Chanel Lee, of Cock Lane, pleaded guilty to 13 offences under section 92 of the trademark act 1994 earlier this year, after she acquired the goods and added fake designer logos to them to sell them on.

Lee was given a six-month jail sentence, suspended for two years, and ordered to do 150 hours of unpaid work and pay £1,000 towards prosecution costs.

It comes after Buckinghamshire and Surrey Trading Standards officers seized 120 fake products with 13 different brand names from her home in March.

The sham haul included five Chanel handbags, a pair of Christian Louboutin shoes, two Superdry jumpers, a Tiffany bracelet, four Adidas tracksuits and a top, six Rolex watches, two Louis Vuitton handbags, 14 belts and a scarf; one Christian Dior belt, four Kenzo tops, two Hermes belts and two handbags, 58 Cartier rings, one necklace, a pair of earrings and five authenticity cards, seven Gucci handbags and two Barbour jackets.

Lee was also banned from advertising any products on a private profile online to allow Trading Standards to monitor her sales, to ensure she does not sell fake goods.

Judge Francis Sheridan said: “This has got to be a clear warning to those who deal in fake items that there is a price to be paid. Intellectual property has been stolen from the owner.”

Noel Brown, Buckinghamshire County Council’s cabinet member for community engagement and public health, said cheap, counterfeit goods gave shoppers “sub-standard quality” and “robbed legitimate manufacturers and traders of rightful income”.

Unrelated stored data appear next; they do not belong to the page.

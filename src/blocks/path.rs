use crate::blocks::errors::BlockError;
use std::fmt;

/// A parsed `id_paths` / `actor_paths` entry.
///
/// Either a field on the block's root object (`"id"`) or a field on every item
/// of a root-level array (`"annotations.*.id"`).
#[derive(Debug, Clone, PartialEq, Eq, Hash)]
pub enum ParsedPath {
    Root { field: String },
    ArrayItem { array_field: String, item_field: String },
}

impl ParsedPath {
    pub fn parse(input: &str) -> Result<Self, BlockError> {
        let invalid = |message: &str| BlockError::InvalidPath {
            input: input.to_string(),
            message: message.to_string(),
        };

        let parts: Vec<&str> = input.split('.').collect();
        if parts.iter().any(|p| p.trim().is_empty() || p.chars().any(char::is_whitespace)) {
            return Err(invalid("empty or whitespace path segment"));
        }

        match parts.as_slice() {
            [field] if *field != "*" => Ok(ParsedPath::Root {
                field: field.to_string(),
            }),
            [array, "*", item] if *array != "*" && *item != "*" => Ok(ParsedPath::ArrayItem {
                array_field: array.to_string(),
                item_field: item.to_string(),
            }),
            _ => Err(invalid("expected 'field' or 'array.*.field'")),
        }
    }

    /// Prefix for generated identifiers: the block language for root paths,
    /// the singular array name for item paths.
    pub fn id_prefix<'a>(&'a self, language: &'a str) -> &'a str {
        match self {
            ParsedPath::Root { .. } => language,
            ParsedPath::ArrayItem { array_field, .. } => {
                array_field.strip_suffix('s').unwrap_or(array_field.as_str())
            }
        }
    }
}

impl fmt::Display for ParsedPath {
    fn fmt(&self, f: &mut fmt::Formatter<'_>) -> fmt::Result {
        match self {
            ParsedPath::Root { field } => write!(f, "{field}"),
            ParsedPath::ArrayItem {
                array_field,
                item_field,
            } => write!(f, "{array_field}.*.{item_field}"),
        }
    }
}

#[cfg(test)]
mod tests {
    use super::*;

    #[test]
    fn parse_root_path() {
        let path = ParsedPath::parse("id").unwrap();
        assert_eq!(path, ParsedPath::Root { field: "id".into() });
        assert_eq!(path.id_prefix("callout"), "callout");
    }

    #[test]
    fn parse_array_path() {
        let path = ParsedPath::parse("annotations.*.actor").unwrap();
        assert_eq!(path.id_prefix("attributes"), "annotation");
        assert_eq!(path.to_string(), "annotations.*.actor");
    }

    #[test]
    fn parse_rejects_malformed() {
        assert!(ParsedPath::parse("").is_err());
        assert!(ParsedPath::parse("a.b").is_err());
        assert!(ParsedPath::parse("a.*").is_err());
        assert!(ParsedPath::parse("*.*.id").is_err());
    }
}
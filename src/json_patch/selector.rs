//! Selector-extended JSON pointer paths.
//!
//! A path is a JSON pointer whose segments may carry an array filter:
//! `/annotations[code=code_a]/text`. Filters are `key=value`, `key!=value`,
//! `key` (truthy) and `!key` (absent or falsy). `null`, `false`, `0` and `""`
//! are falsy; everything else, empty arrays and objects included, is truthy.
//! Values may be double-quoted. Errors report the byte position in the original path.

use crate::json_patch::errors::JsonPatchError;
use crate::json_patch::pointer::{get, render_pointer};
use serde_json::Value;
use std::fmt;

#[derive(Debug, Clone, PartialEq, Eq)]
pub enum Selector {
    Equals { key: String, value: String },
    NotEquals { key: String, value: String },
    Has { key: String },
    Missing { key: String },
}

fn scalar_matches(actual: &Value, wanted: &str) -> bool {
    match actual {
        Value::String(s) => s == wanted,
        Value::Number(_) | Value::Bool(_) | Value::Null => actual.to_string() == wanted,
        Value::Array(_) | Value::Object(_) => false,
    }
}

fn is_truthy(value: &Value) -> bool {
    match value {
        Value::Null => false,
        Value::Bool(b) => *b,
        Value::Number(n) => n.as_f64().is_some_and(|n| n != 0.0),
        Value::String(s) => !s.is_empty(),
        Value::Array(_) | Value::Object(_) => true,
    }
}

impl Selector {
    pub fn matches(&self, item: &Value) -> bool {
        let field = |key: &str| item.get(key).filter(|v| !v.is_null());
        match self {
            Selector::Equals { key, value } => field(key).is_some_and(|v| scalar_matches(v, value)),
            Selector::NotEquals { key, value } => !field(key).is_some_and(|v| scalar_matches(v, value)),
            Selector::Has { key } => field(key).is_some_and(is_truthy),
            Selector::Missing { key } => !field(key).is_some_and(is_truthy),
        }
    }

    /// Parse the text between `[` and `]`; `offset` is its position in `path`.
    fn parse(text: &str, path: &str, offset: usize) -> Result<Self, JsonPatchError> {
        let err = |at: usize, message: &str| JsonPatchError::InvalidPath {
            path: path.to_string(),
            position: offset + at,
            message: message.to_string(),
        };
        let key_of = |key: &str, at: usize| -> Result<String, JsonPatchError> {
            let key = key.trim();
            if key.is_empty() {
                return Err(err(at, "empty selector key"));
            }
            Ok(key.to_string())
        };

        if text.trim().is_empty() {
            return Err(err(0, "empty selector"));
        }
        if let Some(key) = text.strip_prefix('!') {
            if let Some(eq) = key.find('=') {
                return Err(err(1 + eq, "unexpected '=' in '!key' selector"));
            }
            return Ok(Selector::Missing { key: key_of(key, 1)? });
        }
        if let Some(pos) = text.find("!=") {
            return Ok(Selector::NotEquals {
                key: key_of(&text[..pos], 0)?,
                value: unquote(&text[pos + 2..]),
            });
        }
        if let Some(pos) = text.find('=') {
            return Ok(Selector::Equals {
                key: key_of(&text[..pos], 0)?,
                value: unquote(&text[pos + 1..]),
            });
        }
        Ok(Selector::Has { key: key_of(text, 0)? })
    }
}

fn unquote(value: &str) -> String {
    let value = value.trim();
    value
        .strip_prefix('"')
        .and_then(|v| v.strip_suffix('"'))
        .unwrap_or(value)
        .to_string()
}

impl fmt::Display for Selector {
    fn fmt(&self, f: &mut fmt::Formatter<'_>) -> fmt::Result {
        match self {
            Selector::Equals { key, value } => write!(f, "{key}={value}"),
            Selector::NotEquals { key, value } => write!(f, "{key}!={value}"),
            Selector::Has { key } => write!(f, "{key}"),
            Selector::Missing { key } => write!(f, "!{key}"),
        }
    }
}

#[derive(Debug, Clone, PartialEq, Eq)]
pub enum Segment {
    Key(String),
    /// Filter the array at `field` (or the current value when `None`).
    Select {
        field: Option<String>,
        selector: Selector,
    },
}

#[derive(Debug, Clone, PartialEq, Eq)]
pub struct SelectorPath {
    raw: String,
    segments: Vec<Segment>,
}

impl SelectorPath {
    pub fn parse(path: &str) -> Result<Self, JsonPatchError> {
        let err = |position: usize, message: &str| JsonPatchError::InvalidPath {
            path: path.to_string(),
            position,
            message: message.to_string(),
        };

        let mut segments = Vec::new();
        if path.is_empty() {
            return Ok(Self {
                raw: String::new(),
                segments,
            });
        }
        if !path.starts_with('/') {
            return Err(err(0, "path must start with '/'"));
        }

        let bytes = path.as_bytes();
        let mut pos = 1;
        loop {
            let mut key = String::new();
            let mut selector = None;
            while pos < bytes.len() && bytes[pos] != b'/' {
                match bytes[pos] {
                    b'~' => {
                        match bytes.get(pos + 1) {
                            Some(b'0') => key.push('~'),
                            Some(b'1') => key.push('/'),
                            _ => return Err(err(pos, "'~' must be followed by '0' or '1'")),
                        }
                        pos += 2;
                    }
                    b'[' => {
                        let close = path[pos..]
                            .find(']')
                            .map(|rel| pos + rel)
                            .ok_or_else(|| err(pos, "unterminated selector"))?;
                        selector = Some(Selector::parse(&path[pos + 1..close], path, pos + 1)?);
                        pos = close + 1;
                        if pos < bytes.len() && bytes[pos] != b'/' {
                            return Err(err(pos, "expected '/' after selector"));
                        }
                    }
                    b']' => return Err(err(pos, "unexpected ']'")),
                    _ => {
                        let ch_len = path[pos..].chars().next().map_or(1, char::len_utf8);
                        key.push_str(&path[pos..pos + ch_len]);
                        pos += ch_len;
                    }
                }
            }

            segments.push(match selector {
                Some(selector) => Segment::Select {
                    field: (!key.is_empty()).then_some(key),
                    selector,
                },
                None => Segment::Key(key),
            });

            if pos >= bytes.len() {
                break;
            }
            pos += 1;
        }

        Ok(Self {
            raw: path.to_string(),
            segments,
        })
    }

    pub fn as_str(&self) -> &str {
        &self.raw
    }

    pub fn segments(&self) -> &[Segment] {
        &self.segments
    }

    pub fn has_selectors(&self) -> bool {
        self.segments
            .iter()
            .any(|s| matches!(s, Segment::Select { .. }))
    }

    /// First plain segment that is a bare array index.
    pub fn numeric_segment(&self) -> Option<&str> {
        self.segments.iter().find_map(|s| match s {
            Segment::Key(k) if !k.is_empty() && k.bytes().all(|b| b.is_ascii_digit()) => Some(k.as_str()),
            _ => None,
        })
    }

    /// Expand selectors against `doc` into concrete pointers, in ascending
    /// index order.
    pub fn expand(&self, doc: &Value) -> Result<Vec<String>, JsonPatchError> {
        let mut prefixes: Vec<Vec<String>> = vec![Vec::new()];
        for segment in &self.segments {
            match segment {
                Segment::Key(key) => {
                    for prefix in &mut prefixes {
                        prefix.push(key.clone());
                    }
                }
                Segment::Select { field, selector } => {
                    let mut next = Vec::new();
                    let mut searched = String::new();
                    for prefix in &prefixes {
                        let mut array_path = prefix.clone();
                        if let Some(field) = field {
                            array_path.push(field.clone());
                        }
                        searched = render_pointer(&array_path);
                        let target = get(doc, &array_path).ok_or_else(|| JsonPatchError::PathNotFound {
                            path: searched.clone(),
                        })?;
                        let items = target.as_array().ok_or_else(|| JsonPatchError::NotAnArray {
                            path: searched.clone(),
                        })?;
                        for (idx, item) in items.iter().enumerate() {
                            if selector.matches(item) {
                                let mut concrete = array_path.clone();
                                concrete.push(idx.to_string());
                                next.push(concrete);
                            }
                        }
                    }
                    if next.is_empty() {
                        return Err(JsonPatchError::NoMatch {
                            selector: selector.to_string(),
                            path: searched,
                        });
                    }
                    prefixes = next;
                }
            }
        }
        Ok(prefixes.iter().map(|p| render_pointer(p)).collect())
    }
}

impl fmt::Display for SelectorPath {
    fn fmt(&self, f: &mut fmt::Formatter<'_>) -> fmt::Result {
        f.write_str(&self.raw)
    }
}
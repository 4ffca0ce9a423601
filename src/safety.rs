use crate::patch::range_ref::FileReader;
use std::fs;
use std::path::{Path, PathBuf};
use thiserror::Error;

/// Keeps reads and writes inside one document workspace.
#[derive(Debug, Clone)]
pub struct WorkspaceGuard {
    /// Canonical workspace root
    workspace_root: PathBuf,
    /// Canonical directories that stay off limits even inside the root
    forbidden_paths: Vec<PathBuf>,
}

#[derive(Error, Debug)]
pub enum SafetyError {
    #[error("Path is outside workspace: {path} (workspace: {workspace})")]
    OutsideWorkspace { path: PathBuf, workspace: PathBuf },

    #[error("Path is in forbidden directory: {path} (forbidden: {forbidden})")]
    ForbiddenPath { path: PathBuf, forbidden: PathBuf },

    #[error("Failed to canonicalize path: {0}")]
    Canonicalize(#[from] std::io::Error),
}

impl WorkspaceGuard {
    /// Create a guard rooted at `workspace_root` (canonicalized).
    pub fn new(workspace_root: impl AsRef<Path>) -> Result<Self, SafetyError> {
        let workspace_root = workspace_root.as_ref().canonicalize()?;

        let mut forbidden_paths = Vec::new();

        // Version control internals
        if let Ok(git_dir) = workspace_root.join(".git").canonicalize() {
            forbidden_paths.push(git_dir);
        }

        // Credentials under the home directory, for roots that contain it
        if let Some(home) = home::home_dir() {
            for dir in [".ssh", ".gnupg"] {
                if let Ok(path) = home.join(dir).canonicalize() {
                    forbidden_paths.push(path);
                }
            }
        }

        Ok(Self {
            workspace_root,
            forbidden_paths,
        })
    }

    /// Resolve `path` (relative to the root when not absolute) and check it.
    ///
    /// Returns the canonical path if it is inside the workspace.
    pub fn validate_path(&self, path: impl AsRef<Path>) -> Result<PathBuf, SafetyError> {
        let path = path.as_ref();
        let absolute = if path.is_absolute() {
            path.to_path_buf()
        } else {
            self.workspace_root.join(path)
        };

        let canonical = absolute.canonicalize()?;
        self.check_canonical(&canonical)?;
        Ok(canonical)
    }

    fn check_canonical(&self, canonical: &Path) -> Result<(), SafetyError> {
        if !canonical.starts_with(&self.workspace_root) {
            return Err(SafetyError::OutsideWorkspace {
                path: canonical.to_path_buf(),
                workspace: self.workspace_root.clone(),
            });
        }

        for forbidden in &self.forbidden_paths {
            if canonical.starts_with(forbidden) {
                return Err(SafetyError::ForbiddenPath {
                    path: canonical.to_path_buf(),
                    forbidden: forbidden.clone(),
                });
            }
        }

        Ok(())
    }

    pub fn workspace_root(&self) -> &Path {
        &self.workspace_root
    }

    #[cfg(test)]
    pub fn with_forbidden(
        workspace_root: impl AsRef<Path>,
        forbidden: Vec<PathBuf>,
    ) -> Result<Self, SafetyError> {
        let workspace_root = workspace_root.as_ref().canonicalize()?;
        Ok(Self {
            workspace_root,
            forbidden_paths: forbidden,
        })
    }
}

/// Reads range-reference targets from disk, confined to a workspace.
#[derive(Debug, Clone)]
pub struct FsReader {
    guard: WorkspaceGuard,
}

impl FsReader {
    pub fn new(workspace_root: impl AsRef<Path>) -> Result<Self, SafetyError> {
        Ok(Self {
            guard: WorkspaceGuard::new(workspace_root)?,
        })
    }

    pub fn guard(&self) -> &WorkspaceGuard {
        &self.guard
    }
}

impl FileReader for FsReader {
    fn read_file(&self, path: &str) -> Option<String> {
        let canonical = match self.guard.validate_path(path) {
            Ok(canonical) => canonical,
            Err(err) => {
                log::debug!("refusing to read {path}: {err}");
                return None;
            }
        };
        match fs::read_to_string(&canonical) {
            Ok(content) => Some(content),
            Err(err) => {
                log::debug!("failed to read {}: {err}", canonical.display());
                None
            }
        }
    }
}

He said: “I’m very concerned that our residents don't get taken in by traders who sell fake goods.

“Such products will generally not meet required safety standards, and that puts families at significant risk.”

He also warned shoppers to be wary about buying high value goods from unauthorised outlets, to watch for prices that are too good to be true, and to beware of cash-in-hand deals, saying that spelling mistakes on labels were a “give-away sign” of fake products.

He added: “Do you really want to be the one to give a dodgy gift at Christmas?”